• EXERCISE AIM:
From the entries below, tally the lines with "service" in them and reply with that figure only.

Stored items:

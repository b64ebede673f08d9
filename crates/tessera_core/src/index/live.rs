//! The unisolated view of a named index.

use crate::error::{JournalError, JournalResult};
use crate::index::{IndexMetadata, IndexView, Tuple, VersionedBTree, UNCOMMITTED};
use crate::types::Timestamp;
use parking_lot::{ReentrantMutex, RwLock};
use std::fmt;
use std::sync::Arc;
use tessera_storage::{Address, StorageBackend};
use tracing::debug;

struct LiveState {
    tree: VersionedBTree,
    checkpoint: Address,
    dirty: bool,
}

/// Serializes everything that mutates the unisolated scope: the write
/// service holds it for a whole commit group, facade writes and facade
/// commits for one call. Reentrant, so task bodies on the writer thread
/// may go through the facade.
pub(crate) type WriteGate = Arc<ReentrantMutex<()>>;

/// The single live, mutable instance of a named index.
///
/// Writes carry [`UNCOMMITTED`](crate::index::UNCOMMITTED) as their version
/// until [`LiveIndex::seal`] stamps them with the commit time.
/// [`LiveIndex::checkpoint`] writes the tree to the store when it changed;
/// [`LiveIndex::revert`] throws away everything since a given checkpoint.
pub struct LiveIndex {
    name: String,
    store: Arc<dyn StorageBackend>,
    state: RwLock<LiveState>,
}

impl fmt::Debug for LiveIndex {
    fn fmt(&self, f: &mut fmt::Formatter<'_>) -> fmt::Result {
        let state = self.state.read();
        f.debug_struct("LiveIndex")
            .field("name", &self.name)
            .field("checkpoint", &state.checkpoint)
            .field("dirty", &state.dirty)
            .finish()
    }
}

impl LiveIndex {
    /// Creates an empty index and checkpoints it.
    pub(crate) fn create(metadata: IndexMetadata, store: Arc<dyn StorageBackend>) -> JournalResult<Self> {
        let tree = VersionedBTree::new(metadata);
        let checkpoint = tree.write_checkpoint(store.as_ref())?;
        Ok(Self {
            name: tree.metadata().name.clone(),
            store,
            state: RwLock::new(LiveState {
                tree,
                checkpoint,
                dirty: false,
            }),
        })
    }

    /// Loads the index checkpointed at `checkpoint`.
    pub(crate) fn load(store: Arc<dyn StorageBackend>, checkpoint: Address) -> JournalResult<Self> {
        let tree = VersionedBTree::load(store.as_ref(), checkpoint)?;
        Ok(Self {
            name: tree.metadata().name.clone(),
            store,
            state: RwLock::new(LiveState {
                tree,
                checkpoint,
                dirty: false,
            }),
        })
    }

    /// Registration metadata.
    #[must_use]
    pub fn metadata(&self) -> IndexMetadata {
        self.state.read().tree.metadata().clone()
    }

    /// Address of the last checkpoint.
    #[must_use]
    pub fn checkpoint_address(&self) -> Address {
        self.state.read().checkpoint
    }

    /// True if written since the last checkpoint.
    #[must_use]
    pub fn is_dirty(&self) -> bool {
        self.state.read().dirty
    }

    /// Stamps every uncommitted write with `commit_time`.
    pub(crate) fn seal(&self, commit_time: Timestamp) -> usize {
        let mut state = self.state.write();
        let sealed = state.tree.restamp(UNCOMMITTED, commit_time);
        if sealed > 0 {
            state.dirty = true;
        }
        sealed
    }

    /// Writes the tree if it changed and returns the current checkpoint.
    pub(crate) fn checkpoint(&self) -> JournalResult<Address> {
        let mut state = self.state.write();
        if !state.dirty {
            return Ok(state.checkpoint);
        }
        let address = state.tree.write_checkpoint(self.store.as_ref())?;
        let previous = std::mem::replace(&mut state.checkpoint, address);
        if !previous.is_null() {
            self.store.delete(previous)?;
        }
        state.dirty = false;
        debug!(index = %self.name, %address, "checkpointed index");
        Ok(address)
    }

    /// Restores the state checkpointed at `checkpoint`.
    pub(crate) fn revert(&self, checkpoint: Address) -> JournalResult<()> {
        let mut state = self.state.write();
        if state.checkpoint == checkpoint && !state.dirty {
            return Ok(());
        }
        state.tree = VersionedBTree::load(self.store.as_ref(), checkpoint)?;
        state.checkpoint = checkpoint;
        state.dirty = false;
        debug!(index = %self.name, %checkpoint, "reverted index");
        Ok(())
    }

    /// Applies a merged write as an uncommitted tuple.
    pub(crate) fn apply(&self, key: Vec<u8>, value: Option<Vec<u8>>) {
        let mut state = self.state.write();
        state.tree.put(
            key,
            Tuple {
                value,
                version: UNCOMMITTED,
            },
        );
        state.dirty = true;
    }

    /// Runs `f` against the current tree.
    pub(crate) fn with_tree<R>(&self, f: impl FnOnce(&VersionedBTree) -> R) -> R {
        f(&self.state.read().tree)
    }
}

impl IndexView for LiveIndex {
    fn name(&self) -> &str {
        &self.name
    }

    fn tuple(&self, key: &[u8]) -> JournalResult<Option<Tuple>> {
        Ok(self.state.read().tree.tuple(key).cloned())
    }

    fn insert(&self, key: &[u8], value: &[u8]) -> JournalResult<Option<Vec<u8>>> {
        let mut state = self.state.write();
        state.dirty = true;
        Ok(state.tree.insert(key, value, UNCOMMITTED))
    }

    fn remove(&self, key: &[u8]) -> JournalResult<Option<Vec<u8>>> {
        let mut state = self.state.write();
        let previous = state.tree.remove(key, UNCOMMITTED);
        if previous.is_some() {
            state.dirty = true;
        }
        Ok(previous)
    }

    fn entries(&self) -> JournalResult<Vec<(Vec<u8>, Vec<u8>)>> {
        Ok(self
            .state
            .read()
            .tree
            .iter()
            .map(|(k, v)| (k.to_vec(), v.to_vec()))
            .collect())
    }

    fn len(&self) -> JournalResult<usize> {
        Ok(self.state.read().tree.len())
    }
}

/// Read access to a live index for unisolated read-only tasks.
#[derive(Debug, Clone)]
pub struct LiveReader(pub(crate) Arc<LiveIndex>);

impl IndexView for LiveReader {
    fn name(&self) -> &str {
        self.0.name()
    }

    fn tuple(&self, key: &[u8]) -> JournalResult<Option<Tuple>> {
        self.0.tuple(key)
    }

    fn insert(&self, _key: &[u8], _value: &[u8]) -> JournalResult<Option<Vec<u8>>> {
        Err(JournalError::ReadOnly {
            index: self.0.name().to_string(),
        })
    }

    fn remove(&self, _key: &[u8]) -> JournalResult<Option<Vec<u8>>> {
        Err(JournalError::ReadOnly {
            index: self.0.name().to_string(),
        })
    }

    fn entries(&self) -> JournalResult<Vec<(Vec<u8>, Vec<u8>)>> {
        self.0.entries()
    }

    fn len(&self) -> JournalResult<usize> {
        self.0.len()
    }
}

/// The live index as the journal facade hands it out.
///
/// Reads go straight to the index. Writes first take the write gate, so
/// they wait while the write service has a commit group open and never
/// land between a group's checkpoints and its commit.
#[derive(Clone)]
pub struct LiveHandle {
    index: Arc<LiveIndex>,
    gate: WriteGate,
}

impl fmt::Debug for LiveHandle {
    fn fmt(&self, f: &mut fmt::Formatter<'_>) -> fmt::Result {
        f.debug_tuple("LiveHandle").field(&self.index).finish()
    }
}

impl LiveHandle {
    pub(crate) fn new(index: Arc<LiveIndex>, gate: WriteGate) -> Self {
        Self { index, gate }
    }

    /// Registration metadata.
    #[must_use]
    pub fn metadata(&self) -> IndexMetadata {
        self.index.metadata()
    }

    /// True if written since the last checkpoint.
    #[must_use]
    pub fn is_dirty(&self) -> bool {
        self.index.is_dirty()
    }

    /// Address of the last checkpoint.
    #[must_use]
    pub fn checkpoint_address(&self) -> Address {
        self.index.checkpoint_address()
    }
}

impl IndexView for LiveHandle {
    fn name(&self) -> &str {
        self.index.name()
    }

    fn tuple(&self, key: &[u8]) -> JournalResult<Option<Tuple>> {
        self.index.tuple(key)
    }

    fn insert(&self, key: &[u8], value: &[u8]) -> JournalResult<Option<Vec<u8>>> {
        let _gate = self.gate.lock();
        self.index.insert(key, value)
    }

    fn remove(&self, key: &[u8]) -> JournalResult<Option<Vec<u8>>> {
        let _gate = self.gate.lock();
        self.index.remove(key)
    }

    fn entries(&self) -> JournalResult<Vec<(Vec<u8>, Vec<u8>)>> {
        self.index.entries()
    }

    fn len(&self) -> JournalResult<usize> {
        self.index.len()
    }
}
//! Root blocks.
//!
//! Two root blocks live in the fixed header slots of every store. A commit
//! always overwrites the slot that is *not* current and only then treats
//! it as current, so a crash while writing leaves the previous block
//! intact. On open the valid block with the higher commit counter wins.
//!
//! ## Format
//!
//! ```text
//! magic "TJRB" | version u16 | mode u8 | store uuid [16]
//! commit counter u64 | first commit time u64 | last commit time u64
//! next offset u64 | extent u64 | user extent u64
//! commit record addr u64 | commit record index addr u64 | allocator meta addr u64
//! create time u64 | crc32 u32
//! ```

use crate::codec::{ByteReader, ByteWriter};
use crate::error::{JournalError, JournalResult};
use crate::types::Timestamp;
use tessera_storage::{Address, BufferMode, RootSlot, ROOT_BLOCK_SIZE};
use uuid::Uuid;

/// Magic bytes opening every root block.
pub const ROOT_BLOCK_MAGIC: [u8; 4] = *b"TJRB";

/// Current root block version.
pub const ROOT_BLOCK_VERSION: u16 = 1;

const ENCODED_LEN: usize = 4 + 2 + 1 + 16 + 10 * 8 + 4;

/// The durable summary of the last commit.
#[derive(Debug, Clone, PartialEq, Eq)]
pub struct RootBlock {
    /// Identity of the store, identical in both slots.
    pub uuid: Uuid,
    /// Backend kind that wrote the block.
    pub mode: BufferMode,
    /// Number of commits; zero for a fresh store.
    pub commit_counter: u64,
    /// Time of the first commit, or zero.
    pub first_commit_time: Timestamp,
    /// Time of the last commit, or zero.
    pub last_commit_time: Timestamp,
    /// Write cursor as of the commit.
    pub next_offset: u64,
    /// Region size as of the commit.
    pub extent: u64,
    /// User region size as of the commit.
    pub user_extent: u64,
    /// Address of the commit record written by the commit.
    pub commit_record: Address,
    /// Address of the commit record index checkpoint.
    pub commit_record_index: Address,
    /// Address of the persisted allocator state.
    pub allocator_meta: Address,
    /// When the store was created.
    pub create_time: Timestamp,
}

impl RootBlock {
    /// Block written into both slots of a new store.
    #[must_use]
    pub fn initial(mode: BufferMode, extent: u64, user_extent: u64, now: Timestamp) -> Self {
        Self {
            uuid: Uuid::new_v4(),
            mode,
            commit_counter: 0,
            first_commit_time: 0,
            last_commit_time: 0,
            next_offset: 0,
            extent,
            user_extent,
            commit_record: Address::NULL,
            commit_record_index: Address::NULL,
            allocator_meta: Address::NULL,
            create_time: now,
        }
    }

    /// Encodes the block, checksum included.
    #[must_use]
    pub fn encode(&self) -> Vec<u8> {
        let mut w = ByteWriter::with_capacity(ENCODED_LEN);
        w.bytes(&ROOT_BLOCK_MAGIC)
            .u16(ROOT_BLOCK_VERSION)
            .u8(self.mode.as_byte())
            .bytes(self.uuid.as_bytes())
            .u64(self.commit_counter)
            .u64(self.first_commit_time)
            .u64(self.last_commit_time)
            .u64(self.next_offset)
            .u64(self.extent)
            .u64(self.user_extent)
            .u64(self.commit_record.as_raw())
            .u64(self.commit_record_index.as_raw())
            .u64(self.allocator_meta.as_raw())
            .u64(self.create_time);
        let crc = crc32fast::hash(w.as_slice());
        w.u32(crc);
        w.finish()
    }

    /// Decodes a block read from a slot.
    ///
    /// # Errors
    ///
    /// Returns `InvalidFormat` for a bad magic, version, mode or checksum.
    pub fn decode(data: &[u8]) -> JournalResult<Self> {
        if data.len() < ENCODED_LEN || data.len() > ROOT_BLOCK_SIZE {
            return Err(JournalError::invalid_format(format!(
                "root block of {} bytes",
                data.len()
            )));
        }
        let mut r = ByteReader::new(data, "root block");
        if r.bytes(4)? != ROOT_BLOCK_MAGIC {
            return Err(JournalError::invalid_format("bad root block magic"));
        }
        let version = r.u16()?;
        if version != ROOT_BLOCK_VERSION {
            return Err(JournalError::invalid_format(format!(
                "unsupported root block version {version}"
            )));
        }
        let mode_byte = r.u8()?;
        let mode = BufferMode::from_byte(mode_byte).ok_or_else(|| {
            JournalError::invalid_format(format!("unknown buffer mode {mode_byte}"))
        })?;
        let uuid = Uuid::from_slice(r.bytes(16)?)
            .map_err(|e| JournalError::invalid_format(e.to_string()))?;

        let block = Self {
            uuid,
            mode,
            commit_counter: r.u64()?,
            first_commit_time: r.u64()?,
            last_commit_time: r.u64()?,
            next_offset: r.u64()?,
            extent: r.u64()?,
            user_extent: r.u64()?,
            commit_record: Address::from_raw(r.u64()?),
            commit_record_index: Address::from_raw(r.u64()?),
            allocator_meta: Address::from_raw(r.u64()?),
            create_time: r.u64()?,
        };

        let body_len = r.position();
        let stored = r.u32()?;
        let actual = crc32fast::hash(&data[..body_len]);
        if stored != actual {
            return Err(JournalError::invalid_format(format!(
                "root block checksum mismatch: expected {stored:08x}, got {actual:08x}"
            )));
        }
        Ok(block)
    }
}

/// Picks the current block from the contents of both slots.
///
/// Returns the winning slot, its block, and the decode error of any slot
/// that was rejected.
///
/// # Errors
///
/// Returns `InvalidFormat` if neither slot holds a valid block.
pub fn select_current(
    a: &[u8],
    b: &[u8],
) -> JournalResult<(RootSlot, RootBlock, Option<(RootSlot, JournalError)>)> {
    match (RootBlock::decode(a), RootBlock::decode(b)) {
        (Ok(block_a), Ok(block_b)) => {
            if block_b.commit_counter > block_a.commit_counter {
                Ok((RootSlot::B, block_b, None))
            } else {
                Ok((RootSlot::A, block_a, None))
            }
        }
        (Ok(block_a), Err(e)) => Ok((RootSlot::A, block_a, Some((RootSlot::B, e)))),
        (Err(e), Ok(block_b)) => Ok((RootSlot::B, block_b, Some((RootSlot::A, e)))),
        (Err(ea), Err(eb)) => Err(JournalError::invalid_format(format!(
            "no valid root block (A: {ea}; B: {eb})"
        ))),
    }
}

#[cfg(test)]
mod tests {
    use super::*;

    fn block(counter: u64) -> RootBlock {
        let mut block = RootBlock::initial(BufferMode::DiskWorm, 4096, 3584, 1_000);
        block.commit_counter = counter;
        block.last_commit_time = 1_000 + counter;
        block.commit_record = Address::new(64, 10).unwrap();
        block
    }

    #[test]
    fn encoded_block_fits_slot() {
        let encoded = block(1).encode();
        assert_eq!(encoded.len(), ENCODED_LEN);
        assert!(encoded.len() <= ROOT_BLOCK_SIZE);
    }

    #[test]
    fn decode_ignores_slot_padding() {
        let original = block(3);
        let mut slot = original.encode();
        slot.resize(ROOT_BLOCK_SIZE, 0);

        assert_eq!(RootBlock::decode(&slot).unwrap(), original);
    }

    #[test]
    fn invalid_magic_rejected() {
        let mut data = block(1).encode();
        data[0] = b'X';
        assert!(matches!(
            RootBlock::decode(&data),
            Err(JournalError::InvalidFormat { .. })
        ));
    }

    #[test]
    fn torn_block_rejected() {
        let mut data = block(1).encode();
        data[40] ^= 0xff;
        assert!(RootBlock::decode(&data).is_err());
    }

    #[test]
    fn zeroed_slot_rejected() {
        assert!(RootBlock::decode(&[0u8; ROOT_BLOCK_SIZE]).is_err());
    }

    #[test]
    fn higher_counter_wins() {
        let a = block(4).encode();
        let b = block(5).encode();

        let (slot, current, rejected) = select_current(&a, &b).unwrap();
        assert_eq!(slot, RootSlot::B);
        assert_eq!(current.commit_counter, 5);
        assert!(rejected.is_none());

        let (slot, _, _) = select_current(&b, &a).unwrap();
        assert_eq!(slot, RootSlot::A);
    }

    #[test]
    fn valid_block_survives_torn_sibling() {
        let a = block(7).encode();
        let mut b = block(8).encode();
        b[60] ^= 0x01;

        let (slot, current, rejected) = select_current(&a, &b).unwrap();
        assert_eq!(slot, RootSlot::A);
        assert_eq!(current.commit_counter, 7);
        assert_eq!(rejected.map(|(s, _)| s), Some(RootSlot::B));
    }

    #[test]
    fn both_invalid_is_an_error() {
        let zero = [0u8; ROOT_BLOCK_SIZE];
        assert!(select_current(&zero, &zero).is_err());
    }
}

• RESPONSE:
2